Probate is a sometimes-lengthy process of verifying the legality of an individual's last will and testament and ensuring the individual's wishes are carried out appropriately. In cases where the individual does not have a will in place before their passing, probate will help determine the appropriate distribution of the individual's estate. Probate can take a few months for a simple estate and years for a contested estate or complex situation.
Not all of an individual's assets go through probate. In fact, several assets such as life insurance policies, bank accounts and even retirement funds can be transferred seamlessly to the surviving beneficiary. Also, assets in a trust are transferred independently of probate, per the terms specified.
Passing assets via a last will and testament, which is how probate begins, can be more or less expensive than other options, like the trust mentioned above.
Other options exist for estate planning
The concept of probate can be overwhelming and seemingly complex at the very least. Though the process is common, most of us don't go through it very often — and in the wake of enduring a personal loss, it can feel intimidating. At its core, however, probate is simply a process for a judge to legally approve the distribution of assets regardless of whether there is a last will and testament in place.
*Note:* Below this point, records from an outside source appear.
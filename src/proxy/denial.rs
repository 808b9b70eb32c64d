//! User-facing error pages.
//!
//! The denial page is identical for every deny reason; which check failed is
//! logged, never disclosed.  Operational failures (502/504) carry a neutral
//! one-liner.

use bytes::Bytes;
use http::{header, Response, StatusCode};
use http_body_util::{BodyExt, Full};

use super::ProxyBody;

const HTML_CONTENT_TYPE: &str = "text/html; charset=utf-8";

/// Renders the 403 page shown to unauthorised clients.
#[derive(Debug, Clone)]
pub struct DenialRenderer {
    email: String,
    email_name: String,
}

impl DenialRenderer {
    /// Create a renderer with the configured contact details.
    #[must_use]
    pub fn new(email: impl Into<String>, email_name: impl Into<String>) -> Self {
        Self {
            email: email.into(),
            email_name: email_name.into(),
        }
    }

    /// Render the access-denied page.
    #[must_use]
    pub fn render(&self, request_id: &str) -> Response<ProxyBody> {
        let contact = if self.email.is_empty() {
            String::new()
        } else {
            format!(
                "<p>If you believe you should have access, contact \
                 <a href=\"mailto:{email}\">{name}</a> quoting request id \
                 <code>{request_id}</code>.</p>",
                email = self.email,
                name = self.email_name,
            )
        };

        let body = format!(
            "<!DOCTYPE html>\n<html>\n<head><title>Access denied</title></head>\n<body>\n\
             <h1>Access denied</h1>\n\
             <p>You are not authorised to view this page.</p>\n{contact}\
             </body>\n</html>\n"
        );

        html_response(StatusCode::FORBIDDEN, body)
    }
}

/// 502 page for origin connection failures.
#[must_use]
pub fn bad_gateway() -> Response<ProxyBody> {
    html_response(
        StatusCode::BAD_GATEWAY,
        "<html><body><h1>502 Bad Gateway</h1></body></html>\n".to_string(),
    )
}

/// 504 page for origin timeouts.
#[must_use]
pub fn gateway_timeout() -> Response<ProxyBody> {
    html_response(
        StatusCode::GATEWAY_TIMEOUT,
        "<html><body><h1>504 Gateway Timeout</h1></body></html>\n".to_string(),
    )
}

/// Plain 200 for load-balancer health probes.
#[must_use]
pub fn health_ok() -> Response<ProxyBody> {
    Response::builder()
        .status(StatusCode::OK)
        .header(header::CONTENT_TYPE, "text/plain; charset=utf-8")
        .body(full_body("OK"))
        .unwrap_or_else(|_| Response::new(full_body("OK")))
}

fn html_response(status: StatusCode, body: String) -> Response<ProxyBody> {
    Response::builder()
        .status(status)
        .header(header::CONTENT_TYPE, HTML_CONTENT_TYPE)
        .body(full_body(body))
        .unwrap_or_else(|_| Response::new(full_body("")))
}

/// Wrap a static body in the shared proxy body type.
pub(super) fn full_body(content: impl Into<Bytes>) -> ProxyBody {
    Full::new(content.into())
        .map_err(|never| match never {})
        .boxed()
}

#[cfg(test)]
mod tests {
    use super::*;

    #[tokio::test]
    async fn test_denial_page_contains_contact() {
        let renderer = DenialRenderer::new("ops@example.test", "Operations");
        let response = renderer.render("abc12345");
        assert_eq!(response.status(), StatusCode::FORBIDDEN);
        assert_eq!(
            response.headers()[header::CONTENT_TYPE],
            "text/html; charset=utf-8"
        );

        let body = response.into_body().collect().await.unwrap().to_bytes();
        let body = std::str::from_utf8(&body).unwrap();
        assert!(body.contains("mailto:ops@example.test"));
        assert!(body.contains("Operations"));
        assert!(body.contains("abc12345"));
    }

    #[test]
    fn test_denial_page_without_email() {
        let renderer = DenialRenderer::new("", "Nobody");
        let response = renderer.render("abc12345");
        assert_eq!(response.status(), StatusCode::FORBIDDEN);
    }

    #[test]
    fn test_operational_pages() {
        assert_eq!(bad_gateway().status(), StatusCode::BAD_GATEWAY);
        assert_eq!(gateway_timeout().status(), StatusCode::GATEWAY_TIMEOUT);
        assert_eq!(health_ok().status(), StatusCode::OK);
    }
}
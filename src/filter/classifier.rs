//! Decides whether the authorisation engine applies to a request path.

use tracing::warn;

use crate::config::Settings;

/// Classification of a request path.
#[derive(Debug, Clone, Copy, PartialEq, Eq)]
pub enum RouteClass {
    /// The authorisation engine must be consulted.
    Apply,
    /// The request goes straight upstream.
    Bypass,
}

/// Path-prefix classifier built once at start-up.
///
/// Prefix matching is byte-exact and case-sensitive against the raw
/// request-target, with no percent-decoding or normalisation; decoding first
/// would let `%2e%2e`-style spellings smuggle a protected path past the
/// public list.
#[derive(Debug)]
pub struct PathClassifier {
    enabled: bool,
    public_paths: Vec<String>,
    protected_paths: Vec<String>,
}

impl PathClassifier {
    /// Build a classifier.  `PUBLIC_PATHS` and `PROTECTED_PATHS` are mutually
    /// exclusive; when both are set the protected list is ignored with a
    /// one-shot warning.
    #[must_use]
    pub fn new(enabled: bool, public_paths: Vec<String>, mut protected_paths: Vec<String>) -> Self {
        if enabled && !public_paths.is_empty() && !protected_paths.is_empty() {
            warn!(
                "PUBLIC_PATHS and PROTECTED_PATHS are mutually exclusive; ignoring PROTECTED_PATHS"
            );
            protected_paths.clear();
        }
        Self {
            enabled,
            public_paths,
            protected_paths,
        }
    }

    /// Build from resolved settings.
    #[must_use]
    pub fn from_settings(settings: &Settings) -> Self {
        Self::new(
            settings.ipfilter_enabled,
            settings.public_paths.clone(),
            settings.protected_paths.clone(),
        )
    }

    /// Classify a raw request path.
    #[must_use]
    pub fn classify(&self, path: &str) -> RouteClass {
        if !self.enabled {
            return RouteClass::Bypass;
        }

        // Paths are protected by default unless listed in PUBLIC_PATHS.
        if !self.public_paths.is_empty() {
            return if self.public_paths.iter().any(|p| path.starts_with(p.as_str())) {
                RouteClass::Bypass
            } else {
                RouteClass::Apply
            };
        }

        // With PROTECTED_PATHS set, paths are public by default instead.
        if !self.protected_paths.is_empty() {
            return if self
                .protected_paths
                .iter()
                .any(|p| path.starts_with(p.as_str()))
            {
                RouteClass::Apply
            } else {
                RouteClass::Bypass
            };
        }

        RouteClass::Apply
    }
}
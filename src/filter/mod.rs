//! # Request filtering
//!
//! The two per-request gates: [`PathClassifier`] decides whether the
//! authorisation engine applies at all, and [`AuthEngine`] evaluates the
//! disjunctive IP / Basic-credential / shared-token predicate against the
//! current rule [`Snapshot`](crate::rules::Snapshot).

mod classifier;
mod decision;
mod engine;

pub use classifier::{PathClassifier, RouteClass};
pub use decision::{AllowVia, Decision, DenyReason};
pub use engine::{AuthEngine, Authorisation, X_FORWARDED_FOR};
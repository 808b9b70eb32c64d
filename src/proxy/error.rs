//! Error types for the proxy data plane.

use std::net::SocketAddr;

use thiserror::Error;

/// Fatal server errors.
#[derive(Debug, Error)]
pub enum ProxyError {
    /// The listen socket could not be bound.
    #[error("failed to bind {addr}: {source}")]
    Bind {
        /// Address the server tried to bind.
        addr: SocketAddr,
        /// Underlying IO error.
        #[source]
        source: std::io::Error,
    },
}

/// Per-request upstream failures.  Mapped to 502/504; the client never sees
/// the underlying diagnostic.
#[derive(Debug, Error)]
pub enum UpstreamError {
    /// The forwarded request could not be constructed.
    #[error("invalid upstream request: {0}")]
    Request(String),

    /// The origin refused the connection or the transport failed.
    #[error("origin connection failed: {0}")]
    Connect(#[source] reqwest::Error),

    /// The origin did not produce a response head in time.
    #[error("origin timed out")]
    Timeout,
}

impl UpstreamError {
    /// HTTP status this failure maps to.
    #[must_use]
    pub fn status(&self) -> http::StatusCode {
        match self {
            Self::Timeout => http::StatusCode::GATEWAY_TIMEOUT,
            Self::Request(_) | Self::Connect(_) => http::StatusCode::BAD_GATEWAY,
        }
    }
}
//! # Proxy data plane
//!
//! The HTTP server, the per-request authorise-and-forward pipeline, the
//! origin client, and the user-facing error pages.
//!
//! Responses mix streamed origin bodies with small static pages, so the
//! shared body type is a boxed stream of byte frames.

mod denial;
mod error;
mod handler;
mod server;
mod upstream;

use bytes::Bytes;
use http_body_util::combinators::BoxBody;

/// Response body type used throughout the data plane.
pub type ProxyBody = BoxBody<Bytes, std::io::Error>;

pub use denial::DenialRenderer;
pub use error::{ProxyError, UpstreamError};
pub use handler::{handle, ProxyState};
pub use server::{run, serve};
pub use upstream::UpstreamClient;
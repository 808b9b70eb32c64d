//! # ipfilter-sidecar
//!
//! An authorising reverse proxy that sits between a CDN or load balancer and
//! a backend origin.  Every inbound request is checked against a dynamically
//! refreshed rule set before being streamed to the origin.
//!
//! ## Admission paths
//!
//! Three independent checks, any one of which admits a request:
//!
//! - client IP (selected from `X-Forwarded-For`) inside an allow-listed CIDR
//!   range
//! - HTTP Basic credentials matching a path-scoped entry
//! - a named header carrying a shared secret
//!
//! ## Architecture
//!
//! Rules are fetched periodically from a colocated configuration agent,
//! merged across named profiles, and published as immutable snapshots behind
//! an atomic pointer; request handlers read the current snapshot once per
//! request and never lock.
//!
//! The `X-Forwarded-For` index defaults to `-2` (second-from-right), which
//! assumes exactly one trusted hop appends its own address.  Deployments
//! with more trusted hops must adjust
//! `IP_DETERMINED_BY_X_FORWARDED_FOR_INDEX`.

pub mod config;
pub mod filter;
pub mod logging;
pub mod proxy;
pub mod rules;
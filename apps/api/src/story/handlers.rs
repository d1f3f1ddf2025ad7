use axum::{
    extract::{Multipart, State},
    http::header,
    response::IntoResponse,
};
use tracing::info;

use crate::errors::AppError;
use crate::models::quote::Quotation;
use crate::routes::upload::read_upload;
use crate::state::AppState;
use crate::story::composer::{compose_story, STORY_FILENAME};
use crate::story::design::request_design;
use crate::story::photo::prepare_photo;

/// POST /api/create-story
///
/// Multipart fields: `image` (file), `quote`, `author`, `title`.
/// Responds with the composed story as a PNG attachment.
pub async fn handle_create_story(
    State(state): State<AppState>,
    multipart: Multipart,
) -> Result<impl IntoResponse, AppError> {
    let form = read_upload(multipart).await?;
    let quotation = Quotation {
        text: form.field("quote").to_string(),
        author: form.field("author").to_string(),
        title: form.field("title").to_string(),
    };
    info!(
        "Creating story: {} chars by '{}'",
        quotation.text.chars().count(),
        quotation.author
    );

    // Decode first so an unreadable upload never reaches the model.
    let bytes = form.image.data.clone();
    let photo = tokio::task::spawn_blocking(move || prepare_photo(&bytes))
        .await
        .map_err(|e| AppError::Internal(anyhow::anyhow!("spawn_blocking failed decoding photo: {e}")))??;

    let directive = request_design(state.vision.as_ref(), &form.image, &quotation).await?;

    let faces = state.faces.clone();
    let png = tokio::task::spawn_blocking(move || {
        compose_story(&photo, &quotation, &directive, faces.as_ref())
    })
    .await
    .map_err(|e| AppError::Internal(anyhow::anyhow!("spawn_blocking failed composing story: {e}")))??;

    Ok((
        [
            (header::CONTENT_TYPE, "image/png".to_string()),
            (
                header::CONTENT_DISPOSITION,
                format!("attachment; filename=\"{STORY_FILENAME}\""),
            ),
        ],
        png,
    ))
}
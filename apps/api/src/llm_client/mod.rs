/// Vision-model client. The single point of entry for all image-understanding calls.
///
/// ARCHITECTURAL RULE: No other module may call the model API directly.
/// Handlers reach the model through the `VisionModel` trait held in `AppState`.
///
/// Model: gemini-1.5-flash-latest (hardcoded, no drift between calls)
use async_trait::async_trait;
use base64::{engine::general_purpose::STANDARD as BASE64, Engine};
use bytes::Bytes;
use reqwest::Client;
use serde::{de::DeserializeOwned, Deserialize, Serialize};
use thiserror::Error;
use tracing::{debug, warn};

pub mod prompts;

const GEMINI_API_BASE: &str = "https://generativelanguage.googleapis.com/v1beta/models";
/// The model used for every vision call.
pub const MODEL: &str = "gemini-1.5-flash-latest";
const MAX_RETRIES: u32 = 3;
const REQUEST_TIMEOUT_SECS: u64 = 120;

#[derive(Debug, Error)]
pub enum LlmError {
    #[error("HTTP error: {0}")]
    Http(#[from] reqwest::Error),

    #[error("API error (status {status}): {message}")]
    Api { status: u16, message: String },

    #[error("JSON parse error: {0}")]
    Parse(#[from] serde_json::Error),

    #[error("No JSON object found in model reply")]
    MissingJson,

    #[error("Rate limited after {retries} retries")]
    RateLimited { retries: u32 },

    #[error("Model returned empty content")]
    EmptyContent,
}

/// An uploaded image handed to the model next to the prompt.
#[derive(Debug, Clone)]
pub struct ImagePart {
    pub mime_type: String,
    pub data: Bytes,
}

/// Anything that can answer a prompt about an image with plain text.
///
/// `LlmClient` is the production backend; tests plug in scripted replies.
#[async_trait]
pub trait VisionModel: Send + Sync {
    async fn generate(
        &self,
        prompt: &str,
        image: &ImagePart,
        temperature: f32,
    ) -> Result<String, LlmError>;
}

// ────────────────────────────────────────────────────────────────────────────
// Wire types
// ────────────────────────────────────────────────────────────────────────────

#[derive(Debug, Serialize)]
#[serde(rename_all = "camelCase")]
struct GenerateRequest<'a> {
    contents: Vec<RequestContent<'a>>,
    generation_config: GenerationConfig,
}

#[derive(Debug, Serialize)]
struct RequestContent<'a> {
    parts: Vec<RequestPart<'a>>,
}

#[derive(Debug, Serialize)]
#[serde(rename_all = "camelCase")]
enum RequestPart<'a> {
    Text(&'a str),
    InlineData(InlineData<'a>),
}

#[derive(Debug, Serialize)]
#[serde(rename_all = "camelCase")]
struct InlineData<'a> {
    mime_type: &'a str,
    data: String,
}

#[derive(Debug, Serialize)]
struct GenerationConfig {
    temperature: f32,
}

#[derive(Debug, Deserialize)]
#[serde(rename_all = "camelCase")]
pub struct GenerateResponse {
    #[serde(default)]
    pub candidates: Vec<Candidate>,
    #[serde(default)]
    pub usage_metadata: Option<UsageMetadata>,
}

#[derive(Debug, Deserialize)]
pub struct Candidate {
    pub content: Option<CandidateContent>,
}

#[derive(Debug, Deserialize)]
pub struct CandidateContent {
    #[serde(default)]
    pub parts: Vec<ResponsePart>,
}

#[derive(Debug, Deserialize)]
pub struct ResponsePart {
    pub text: Option<String>,
}

#[derive(Debug, Default, Deserialize)]
#[serde(rename_all = "camelCase")]
pub struct UsageMetadata {
    #[serde(default)]
    pub prompt_token_count: u32,
    #[serde(default)]
    pub candidates_token_count: u32,
}

impl GenerateResponse {
    /// Concatenates the text parts of the first candidate.
    pub fn text(&self) -> Option<String> {
        let parts = &self.candidates.first()?.content.as_ref()?.parts;
        let text: String = parts.iter().filter_map(|p| p.text.as_deref()).collect();
        if text.trim().is_empty() {
            None
        } else {
            Some(text)
        }
    }
}

#[derive(Debug, Deserialize)]
struct ApiError {
    error: ApiErrorBody,
}

#[derive(Debug, Deserialize)]
struct ApiErrorBody {
    message: String,
}

// ────────────────────────────────────────────────────────────────────────────
// Client
// ────────────────────────────────────────────────────────────────────────────

/// The vision client used by every service in PicToPoem.
/// Wraps the `generateContent` endpoint with retry logic.
#[derive(Clone)]
pub struct LlmClient {
    client: Client,
    api_key: String,
}

impl LlmClient {
    pub fn new(api_key: String) -> Result<Self, LlmError> {
        let client = Client::builder()
            .timeout(std::time::Duration::from_secs(REQUEST_TIMEOUT_SECS))
            .build()?;
        Ok(Self { client, api_key })
    }

    /// Makes a raw call to the model, returning the full response object.
    /// Retries on 429 (rate limit), 5xx and transport errors with exponential backoff.
    pub async fn call(
        &self,
        prompt: &str,
        image: &ImagePart,
        temperature: f32,
    ) -> Result<GenerateResponse, LlmError> {
        let request_body = build_request(prompt, image, temperature);
        let url = format!("{GEMINI_API_BASE}/{MODEL}:generateContent");

        let mut last_error: Option<LlmError> = None;

        for attempt in 0..MAX_RETRIES {
            if attempt > 0 {
                // Exponential backoff: 1s, 2s
                let delay = std::time::Duration::from_millis(1000 * (1 << (attempt - 1)));
                warn!(
                    "Vision call attempt {} failed, retrying after {}ms...",
                    attempt,
                    delay.as_millis()
                );
                tokio::time::sleep(delay).await;
            }

            let response = self
                .client
                .post(&url)
                .header("x-goog-api-key", &self.api_key)
                .json(&request_body)
                .send()
                .await;

            let response = match response {
                Ok(r) => r,
                Err(e) => {
                    last_error = Some(LlmError::Http(e));
                    continue;
                }
            };

            let status = response.status();

            if status.as_u16() == 429 || status.is_server_error() {
                let body = response.text().await.unwrap_or_default();
                warn!("Vision API returned {}: {}", status, body);
                last_error = Some(LlmError::Api {
                    status: status.as_u16(),
                    message: body,
                });
                continue;
            }

            if !status.is_success() {
                let body = response.text().await.unwrap_or_default();
                let message = serde_json::from_str::<ApiError>(&body)
                    .map(|e| e.error.message)
                    .unwrap_or(body);
                return Err(LlmError::Api {
                    status: status.as_u16(),
                    message,
                });
            }

            let generated: GenerateResponse = response.json().await?;

            let usage = generated.usage_metadata.as_ref();
            debug!(
                "Vision call succeeded: prompt_tokens={}, output_tokens={}",
                usage.map(|u| u.prompt_token_count).unwrap_or_default(),
                usage.map(|u| u.candidates_token_count).unwrap_or_default()
            );

            return Ok(generated);
        }

        Err(last_error.unwrap_or(LlmError::RateLimited {
            retries: MAX_RETRIES,
        }))
    }
}

#[async_trait]
impl VisionModel for LlmClient {
    async fn generate(
        &self,
        prompt: &str,
        image: &ImagePart,
        temperature: f32,
    ) -> Result<String, LlmError> {
        let response = self.call(prompt, image, temperature).await?;
        response.text().ok_or(LlmError::EmptyContent)
    }
}

fn build_request<'a>(prompt: &'a str, image: &'a ImagePart, temperature: f32) -> GenerateRequest<'a> {
    GenerateRequest {
        contents: vec![RequestContent {
            parts: vec![
                RequestPart::Text(prompt),
                RequestPart::InlineData(InlineData {
                    mime_type: &image.mime_type,
                    data: BASE64.encode(&image.data),
                }),
            ],
        }],
        generation_config: GenerationConfig { temperature },
    }
}

// ────────────────────────────────────────────────────────────────────────────
// Reply parsing
// ────────────────────────────────────────────────────────────────────────────

/// Returns the span from the first `{` to the last `}` of a model reply.
///
/// Models often wrap JSON in prose or code fences; everything outside the outermost
/// braces is discarded.
pub fn extract_json_object(text: &str) -> Option<&str> {
    let start = text.find('{')?;
    let end = text.rfind('}')?;
    (end > start).then(|| &text[start..=end])
}

/// Extracts and deserializes the JSON object embedded in a model reply.
pub fn parse_json_reply<T: DeserializeOwned>(text: &str) -> Result<T, LlmError> {
    let json = extract_json_object(text).ok_or(LlmError::MissingJson)?;
    serde_json::from_str(json).map_err(LlmError::Parse)
}
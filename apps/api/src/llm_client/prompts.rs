// Shared prompt fragments.
// Each service that calls the vision model defines its own prompts.rs alongside it.
// This file contains cross-cutting instructions appended to those prompts.

/// Instruction that enforces a bare JSON reply.
pub const JSON_ONLY_INSTRUCTION: &str = "\
Respond with the JSON object only. \
Do NOT include any text outside the JSON object. \
Do NOT use markdown code fences.";

/// Instruction that forbids invented literature.
pub const FACTUALITY_INSTRUCTION: &str = "\
CRITICAL: Only cite works, authors and passages that really exist and can be verified. \
NEVER invent an author, a title or a quotation. If you are unsure a passage is real, \
choose a different one.";

/// Fills `{name}` placeholders in a single left-to-right pass.
///
/// Substituted values are never scanned again, so user text containing something
/// that looks like a placeholder is inserted verbatim.
pub fn fill_template(template: &str, values: &[(&str, &str)]) -> String {
    let mut out = String::with_capacity(template.len());
    let mut rest = template;

    while let Some(open) = rest.find('{') {
        out.push_str(&rest[..open]);
        let tail = &rest[open..];
        let hit = values.iter().find(|(name, _)| {
            tail.strip_prefix('{')
                .and_then(|t| t.strip_prefix(*name))
                .is_some_and(|t| t.starts_with('}'))
        });
        match hit {
            Some((name, value)) => {
                out.push_str(value);
                rest = &tail[name.len() + 2..];
            }
            None => {
                out.push('{');
                rest = &tail[1..];
            }
        }
    }
    out.push_str(rest);
    out
}

#[cfg(test)]
mod tests {
    use super::*;

    #[test]
    fn test_fill_template_replaces_known_placeholders() {
        let filled = fill_template("{a} and {b}", &[("a", "x"), ("b", "y")]);
        assert_eq!(filled, "x and y");
    }

    #[test]
    fn test_fill_template_leaves_other_braces() {
        let filled = fill_template("{\"size\": {n}} {unknown}", &[("n", "3")]);
        assert_eq!(filled, "{\"size\": 3} {unknown}");
    }

    #[test]
    fn test_fill_template_does_not_rescan_values() {
        let filled = fill_template("{a}|{b}", &[("a", "{b}"), ("b", "B")]);
        assert_eq!(filled, "{b}|B");
    }
}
Understandably, some people would prefer to avoid probate, and there are options that can help reduce legal fees, minimize taxes, save time and protect the privacy of those involved.
A revocable living trust allows individuals to place assets into a trust that, upon their death, transition to beneficiaries without probate. Certain retirement account benefits and payable-on-death accounts, along with life insurance, can be transferred after the owner's passing to the beneficiary named. Real estate property owned by joint tenants or tenants in common passes directly to those specified. Depending upon the situation, other types of trusts can also simplify the asset distribution process, with benefits going to the beneficiary without probate. Keep in mind the involvement of beneficiaries who are minors can create another layer of complication, and no two estate settlements are exactly alike.
The value of an estate planning attorney
Because of concerns about cost, time and privacy, one of the most frequent goals of estate planning is to avoid probate. Of course, every individual situation and every family's dynamics and preferences are different, so discussing your options and considering the pros and cons of each is vitally important. It can provide some peace of mind to work with an attorney who is experienced in estate planning and elder law for guidance on your choices, their benefits and limitations, and the options that might be right for you and your loved ones.